Edit: oh yeah, lighting a candle (electric) costs money. I got a kick outta that.
I am sorry, I couldn't read past the title! Seriously?
This could be the symbol of a new 12-step program for over-consumers of snacks. Praise be to the higher power of the cross embossed goldfish cracker.
I'll stick to pasta myself. At least the noodley appendages don't require interpretation.
At least the noodley appendages don't require interpretation.
That sounds perverted.
At least the noodley appendages don't require interpretation.
That sounds perverted.
Do you dare to mock the Flying Spaghetti Monster? No beer volcano or strippers for you in the afterlife my friend!
Repent now and embrace the true faith - of course as a bonus you are free to keep your existing faith or faithlessness too. 😎
All autistic children are atheists and atheism is a form of autism, says association head
http://www.hurriyetdailynews.com/all-autistic-kids-are-atheists-and-atheism-is-form-of-autism-says-foundation-head-.aspx?pageID=238&nID=45390&NewsCatID=341
Some people are batshit crazy!
http://dailycaller.com/2013/04/03/poll-4-percent-of-americans-believe-lizard-people-control-world/
And these people are allowed to vote!
Why do atheists laugh at the religious?
http://www.youtube.com/watch?v=uX-Aldx-LM0
Joe Barton, R-Texas. Thinks that windmills will slow the wind down, making the planet hotter. Nutso-fruitso. To answer the OP's question as to where they come from, I'm gonna say - overwhelmingly - they are concentrated in Texas, USA.
http://www.washingtonmonthly.com/archives/individual/2009_09/020014.php
Perhaps they come from various corporate environments and then move their way into congress, using religious sentiment to get the votes they need AND support their special interests. I guess they come from many different states (but still, TX breeds a special brand of crazy, imo).
http://opinionator.blogs.nytimes.com/2012/08/23/the-crackpot-caucus/
Joe Barton, R-Texas. Thinks that windmills will slow the wind down, making the planet hotter. Nutso-fruitso. To answer the OP's question as to where they come from, I'm gonna say - overwhelmingly - they are concentrated in Texas, USA.

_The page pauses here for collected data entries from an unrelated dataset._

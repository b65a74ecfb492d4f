//! Fixture replay server for the dashboard API.
//!
//! Provides a lightweight HTTP server (sync, via `tiny_http`) that serves
//! the two read-only endpoints the dashboard polls:
//! - `GET /api/data/summary`
//! - `GET /api/data/detail/{index}`
//!
//! Data comes from a JSON fixture file that is re-read on every request, so
//! appending datasets to the file while the server runs behaves like a live
//! backend picking up new captures.
//!
//! Launched via `thermoview replay --fixture FILE` (default:
//! `http://127.0.0.1:5000`).

mod api;

use std::io::Cursor;
use std::net::SocketAddr;
use std::path::Path;
use std::sync::LazyLock;

use anyhow::Result;
use regex::Regex;
use tiny_http::{Header, Method, Response, Server, StatusCode};

pub use api::Fixture;

/// `/api/data/detail/{index}` with a non-negative integer index.
static DETAIL_PATH_RE: LazyLock<Regex> = LazyLock::new(|| {
    Regex::new(r"^/api/data/detail/(\d+)/?$").expect("detail path regex must compile")
});

// ---------------------------------------------------------------------------
// Server entry point
// ---------------------------------------------------------------------------

/// Bind a server without starting to serve.
///
/// Bind to port `0` to get an ephemeral port; see [`local_addr`].
pub fn bind(addr: &str) -> Result<Server> {
    Server::http(addr).map_err(|e| anyhow::anyhow!("failed to start HTTP server on {addr}: {e}"))
}

/// The address a bound server actually listens on.
pub fn local_addr(server: &Server) -> Option<SocketAddr> {
    server.server_addr().to_ip()
}

/// Serve `fixture` on `addr`. Blocks the current thread.
pub fn serve(addr: &str, fixture: &Path) -> Result<()> {
    // Fail early on a missing or malformed fixture instead of on first request.
    let initial = Fixture::load(fixture)?;

    let server = bind(addr)?;
    let shown = local_addr(&server).map_or_else(|| addr.to_string(), |a| a.to_string());

    println!("thermoview replay serving {} datasets at http://{shown}", initial.details.len());
    println!("Fixture: {}", fixture.display());
    println!("Press Ctrl+C to stop.\n");

    serve_on(server, fixture);
    Ok(())
}

/// Handle requests on an already-bound server until it shuts down.
///
/// Requests are handled sequentially; errors are answered per request and
/// never stop the server.
pub fn serve_on(server: Server, fixture: &Path) {
    for request in server.incoming_requests() {
        let method = request.method().clone();
        let url = request.url().to_string();

        let resp = match dispatch(&method, &url, fixture) {
            Ok(resp) => resp,
            Err(e) => {
                tracing::warn!(%method, %url, error = %e, "request failed");
                error_response(500, &format!("{e:#}"))
            }
        };
        let status = resp.status_code().0;

        if let Err(e) = request.respond(resp) {
            tracing::debug!(error = %e, "client went away before the response was sent");
        }

        tracing::info!(
            %method,
            %url,
            status,
            at = %chrono::Local::now().format("%H:%M:%S"),
            "served"
        );
    }
}

// ---------------------------------------------------------------------------
// Router
// ---------------------------------------------------------------------------

/// Dispatch an incoming request to the appropriate handler.
fn dispatch(method: &Method, url: &str, fixture: &Path) -> Result<Response<Cursor<Vec<u8>>>> {
    // Strip query string for path matching
    let path = url.split('?').next().unwrap_or(url);

    if method != &Method::Get {
        return Ok(error_response(405, "method not allowed"));
    }

    if path == "/api/data/summary" || path == "/api/data/summary/" {
        return api::get_summary(fixture);
    }

    match parse_detail_index(path) {
        Some(index) => api::get_detail(fixture, index),
        None => Ok(error_response(404, "not found")),
    }
}

/// Extract the dataset index from a detail path.
fn parse_detail_index(path: &str) -> Option<usize> {
    DETAIL_PATH_RE.captures(path)?.get(1)?.as_str().parse().ok()
}

// ---------------------------------------------------------------------------
// Response helpers
// ---------------------------------------------------------------------------

/// JSON error body with the given status.
pub(crate) fn error_response(status: u16, message: &str) -> Response<Cursor<Vec<u8>>> {
    let body = serde_json::json!({ "error": message }).to_string();
    Response::from_data(body.into_bytes())
        .with_header(content_type_json())
        .with_status_code(StatusCode(status))
}

/// JSON content type header.
pub(crate) fn content_type_json() -> Header {
    Header::from_bytes("Content-Type", "application/json; charset=utf-8")
        .expect("static header is valid")
}

// ---------------------------------------------------------------------------
// Tests
// ---------------------------------------------------------------------------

http://www.washingtonmonthly.com/archives/individual/2009_09/020014.php
A wind mill or a tree will slow the wind down because of the laws of motion. This would be a very windy planet without objects slowing it down. Which might make you feel hotter.
Some food for thought: if you turn on a ceiling fan in your room you will feel cooler, but in fact the fan generates heat; therefore is making your room hotter.
Ironically, its a remnant which is evolutionarily advantageous. i.e. the reason this lady sees Jesus' face is because of evolution.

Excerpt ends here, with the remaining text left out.